Till the Dirt – Outside the Spiral

Kelly Shaefer is an innovator who helped to invent technical death metal as the guitarist and vocalist in Atheist. Others might identify him as one of the self-indulgent virtuosos that dragged the genre away from its gory roots. It depends which side of the fence you’re on. Now, he has a new project with two members of Atheist, and it’s the first full-length album since the latter’s 2010 Jupiter LP. Nuclear Blast had no reservations about signing Till the Dirt, perhaps in the hope they can put their name to the next Atheist record (if it ever arrives). If hard-rocking death metal titillates you, then read on. Outside the Spiral is a strange record with inexplicable charms.

You might think you’ve tuned in to The Sound of Perseverance, Pt. II by Death on the evidence of opener, ‘Starring Role’. Shaefer’s goblin growls lead the charge of skank beats and fast guitar rhythms, like it’s a Judas Priest interpretation of the classic Florida sound, until he changes register for the chorus. How he alternates from the whelp of a cat in a mangler to a brooding baritone grunge singer is worth a second listen on its own. The tresillo drum patterns in the title-track do the same thing, this time taking the agitated metal guitars of the early 1990s and cutting and pasting a Layne Staley chorus from the debut Alice in Chains record into the structure. You might think this is formulaic, but that would be an insult to this album. Nothing is as it seems here.

Like Sean Killian from Vio-lence, Shaefer’s vocals are an acquired taste. His screeching fry screams might make some people think twice about this record. Dare we say it, but ‘Privilege’ could even pass for a Slipknot song with its exhaled voice effects and catchy vocal lines fed through an absurd blender of aggression. You half-expect Gibby Haynes to pop up on ‘As It Seems’ as if this is ‘Jesus Built My Hotrod’ by Ministry all over again. Here, an AC/DC intro gives way to a death metal storm, only to pull back from the carnage with a tremendous baritone chorus. Listen to the way the band follow this with blast beats and then settle on a brutal down-picking riff to navigate back to the verse. It’s no exaggeration to say that the chorus could grace any of the Alice in Chains classics.

It’s a pleasure to identify the disparate influences working their way into the songs. ‘Invitation’ is like Skinny Puppy under the hammer of vintage Machine Head. ‘Watch You Grow Old’ uses headbanging pentatonic riffs and Pantera drum grooves and feels like a hard rock anthem from Kill Devil Hill. Shaefer hisses and curses in his Kind Diamond voice during the heavier moments, but the guitars never feel diluted in the mix, nor do they lack shape or substance. ‘Forest of Because’ and ‘Who Awaits’ rock with menace (and pizzazz).
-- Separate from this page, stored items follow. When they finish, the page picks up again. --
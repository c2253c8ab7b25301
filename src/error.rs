use axum::{
    extract::rejection::JsonRejection,
    http::StatusCode,
    response::{IntoResponse, Response},
    Json,
};
use serde_json::json;
use thiserror::Error;

/// Failures surfaced to callers of the monitor.
#[derive(Debug, Error)]
pub enum MonitorError {
    #[error("Device already configured")]
    AlreadyConfigured,

    #[error("Missing required field: {0}")]
    InvalidConfig(&'static str),

    #[error("Malformed device request: {0}")]
    MalformedRequest(String),

    #[error("No device configured")]
    NotConfigured,

    #[error("Device not connected")]
    NotConnected,

    #[error("Device command failed: {0}")]
    Command(String),
}

impl MonitorError {
    pub fn status(&self) -> StatusCode {
        match self {
            MonitorError::AlreadyConfigured
            | MonitorError::InvalidConfig(_)
            | MonitorError::MalformedRequest(_) => StatusCode::BAD_REQUEST,
            MonitorError::NotConfigured => StatusCode::NOT_FOUND,
            MonitorError::NotConnected => StatusCode::SERVICE_UNAVAILABLE,
            MonitorError::Command(_) => StatusCode::INTERNAL_SERVER_ERROR,
        }
    }
}

impl IntoResponse for MonitorError {
    fn into_response(self) -> Response {
        let status = self.status();
        if status.is_server_error() {
            tracing::error!("Request failed: {}", self);
        }

        let body = Json(json!({
            "error": self.to_string(),
        }));

        (status, body).into_response()
    }
}

impl From<JsonRejection> for MonitorError {
    fn from(rejection: JsonRejection) -> Self {
        MonitorError::MalformedRequest(rejection.body_text())
    }
}

pub type Result<T> = std::result::Result<T, MonitorError>;
use chrono::{DateTime, Utc};
use serde_derive::{Deserialize, Serialize};
use std::collections::BTreeMap;

/// Data point carrying the relay state.
pub const POWER_ON_DP: &str = "1";
/// Data point carrying current in milliamps.
pub const CURRENT_DP: &str = "18";
/// Data point carrying active power in deciwatts.
pub const POWER_DP: &str = "19";
/// Data point carrying voltage in decivolts.
pub const VOLTAGE_DP: &str = "20";

/// A single raw value as reported by the device.
#[derive(Debug, Clone, PartialEq, Serialize, Deserialize)]
#[serde(untagged)]
pub enum DpValue {
    Bool(bool),
    Int(i64),
    Float(f64),
    Text(String),
}

impl DpValue {
    fn as_f64(&self) -> f64 {
        match self {
            DpValue::Int(v) => *v as f64,
            DpValue::Float(v) => *v,
            DpValue::Text(s) => s.trim().parse().unwrap_or_default(),
            DpValue::Bool(_) => 0.0,
        }
    }

    fn as_bool(&self) -> bool {
        match self {
            DpValue::Bool(b) => *b,
            DpValue::Int(v) => *v != 0,
            _ => false,
        }
    }
}

/// Cumulative view of every data point the device has reported so far.
///
/// Updates are last-write-wins per key and keys are never removed, so the
/// merged map only depends on the order of writes to the same key.
#[derive(Debug, Clone, Default, PartialEq, Serialize, Deserialize)]
#[serde(transparent)]
pub struct RawDataPoints(BTreeMap<String, DpValue>);

impl RawDataPoints {
    pub fn new() -> Self {
        Self::default()
    }

    pub fn insert(&mut self, key: impl Into<String>, value: DpValue) {
        self.0.insert(key.into(), value);
    }

    pub fn get(&self, key: &str) -> Option<&DpValue> {
        self.0.get(key)
    }

    /// Merges a (possibly partial) update into this map.
    pub fn merge(&mut self, update: &RawDataPoints) {
        for (key, value) in &update.0 {
            self.0.insert(key.clone(), value.clone());
        }
    }

    pub fn len(&self) -> usize {
        self.0.len()
    }

    pub fn is_empty(&self) -> bool {
        self.0.is_empty()
    }

    fn number(&self, key: &str) -> f64 {
        self.get(key).map(DpValue::as_f64).unwrap_or_default()
    }

    fn flag(&self, key: &str) -> bool {
        self.get(key).map(DpValue::as_bool).unwrap_or_default()
    }
}

impl<K: Into<String>> FromIterator<(K, DpValue)> for RawDataPoints {
    fn from_iter<I: IntoIterator<Item = (K, DpValue)>>(iter: I) -> Self {
        Self(iter.into_iter().map(|(k, v)| (k.into(), v)).collect())
    }
}

/// A normalized sample in physical units.
#[derive(Debug, Clone, PartialEq, Serialize, Deserialize)]
pub struct Reading {
    pub watt: f64,
    pub current: f64,
    pub voltage: f64,
    pub power_on: bool,
    pub connected: bool,
    pub timestamp: DateTime<Utc>,
}

impl Reading {
    /// The reading held before the device has reported anything.
    pub fn zeroed(timestamp: DateTime<Utc>) -> Self {
        Self {
            watt: 0.0,
            current: 0.0,
            voltage: 0.0,
            power_on: false,
            connected: false,
            timestamp,
        }
    }
}

/// Converts the merged data points into a reading. Missing keys read as zero/off.
pub fn normalize(points: &RawDataPoints, connected: bool, timestamp: DateTime<Utc>) -> Reading {
    Reading {
        watt: points.number(POWER_DP) / 10.0,
        current: points.number(CURRENT_DP) / 1000.0,
        voltage: points.number(VOLTAGE_DP) / 10.0,
        power_on: points.flag(POWER_ON_DP),
        connected,
        timestamp,
    }
}
use crate::device::TransportFactory;
use crate::energy::integrate;
use crate::persistence::JsonStore;
use crate::settings::Settings;
use crate::store::{RangeQuery, ReadingStore};
use crate::supervisor::{Supervisor, Timeouts};
use crate::telemetry::Reading;
use chrono::Utc;
use serde_derive::Serialize;
use std::sync::{Arc, Mutex, MutexGuard, PoisonError};
use tracing::{debug, info};

/// Integrated energy over a query window.
#[derive(Debug, Clone, PartialEq, Serialize)]
pub struct EnergySummary {
    pub energy_kwh: f64,
    pub readings_count: usize,
}

/// Shared application state handed to the scheduler and the HTTP layer.
#[derive(Clone)]
pub struct App {
    pub supervisor: Supervisor,
    readings: Arc<Mutex<ReadingStore>>,
    persistence: JsonStore,
}

impl App {
    pub fn new(supervisor: Supervisor, readings: ReadingStore, persistence: JsonStore) -> Self {
        Self {
            supervisor,
            readings: Arc::new(Mutex::new(readings)),
            persistence,
        }
    }

    /// Restores persisted state and builds the app around `factory`.
    pub async fn load(settings: &Settings, factory: Arc<dyn TransportFactory>) -> Self {
        let persistence = JsonStore::new(&settings.data_dir);
        let supervisor = Supervisor::new(factory, persistence.clone(), Timeouts::from(settings));

        if let Some(config) = persistence.load_config().await {
            supervisor.resume(config);
        }
        let readings = persistence.load_readings().await;
        info!("Loaded {} stored readings", readings.len());

        Self::new(supervisor, ReadingStore::from_readings(readings), persistence)
    }

    fn readings(&self) -> MutexGuard<'_, ReadingStore> {
        self.readings
            .lock()
            .unwrap_or_else(PoisonError::into_inner)
    }

    /// Appends the latest reading if the device is connected. Returns whether
    /// anything was stored.
    pub fn capture(&self) -> bool {
        match self.supervisor.capture() {
            Some(reading) => {
                debug!("Captured {}W", reading.watt);
                self.readings().append(reading);
                true
            }
            None => {
                debug!("Device disconnected, nothing captured");
                false
            }
        }
    }

    /// Rewrites both persisted documents. The config is read while holding
    /// the config writer so a concurrent configure or deconfigure cannot be
    /// undone by a stale copy.
    pub async fn flush(&self) {
        let snapshot = self.readings().readings().to_vec();
        self.persistence.save_readings(&snapshot).await;

        let writer = self.persistence.config_writer().await;
        writer.save(self.supervisor.config().as_ref()).await;
        drop(writer);
        debug!("Flushed {} readings", snapshot.len());
    }

    pub fn stored_count(&self) -> usize {
        self.readings().len()
    }

    pub fn history(&self, query: &RangeQuery) -> Vec<Reading> {
        self.readings().query(query, Utc::now())
    }

    pub fn energy(&self, query: &RangeQuery) -> EnergySummary {
        let readings = self.history(query);
        EnergySummary {
            energy_kwh: integrate(&readings),
            readings_count: readings.len(),
        }
    }
}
Indeed, the latter is the closest thing we come to a perfect symmetry of death metal and grunge. Only the tracks that try to re-capture the psychopathic rage of Ministry’s 1992 golden era leave you scratching your skull. There’s a song somewhere in the mix for ‘The God, the Bad, the Other’, but you’ll need to be patient. No such problem exists on ‘Insist and Demand’, which takes great pride in its gruesome intro and single-note doom riffs. Somehow, it sounds chaotic despite subsisting on simple rhythmic formations.

Death metal puritans will be thrilled to learn that Scott Burns produced this LP. That’s right – the most famous and influential death metal producer of all time is back. Why he chose this record to inch his way back into a music industry that underpaid him in the 1990s is a mystery, but it’s good to have him return. Till the Dirt might be a new project that depends on the whims of its famous creator, but Outside the Spiral shows that there’s plenty of mileage in the fusion of death metal and grunge. It’ll be interesting to hear what happens on album number two with or without Scott Burns onboard.



Release Date: 25/08/2023

Record Label: Nuclear Blast

Standout tracks: Starring Role, As It Seems, Forest of Because

Suggested Further Listening: Ministry – Psalm 69: The Way to Succeed and the Way to Suck Eggs (1992), Kill Devil Hill – Revolution Rise (2013), Overtoun – This Darkness Feels Alive (2021)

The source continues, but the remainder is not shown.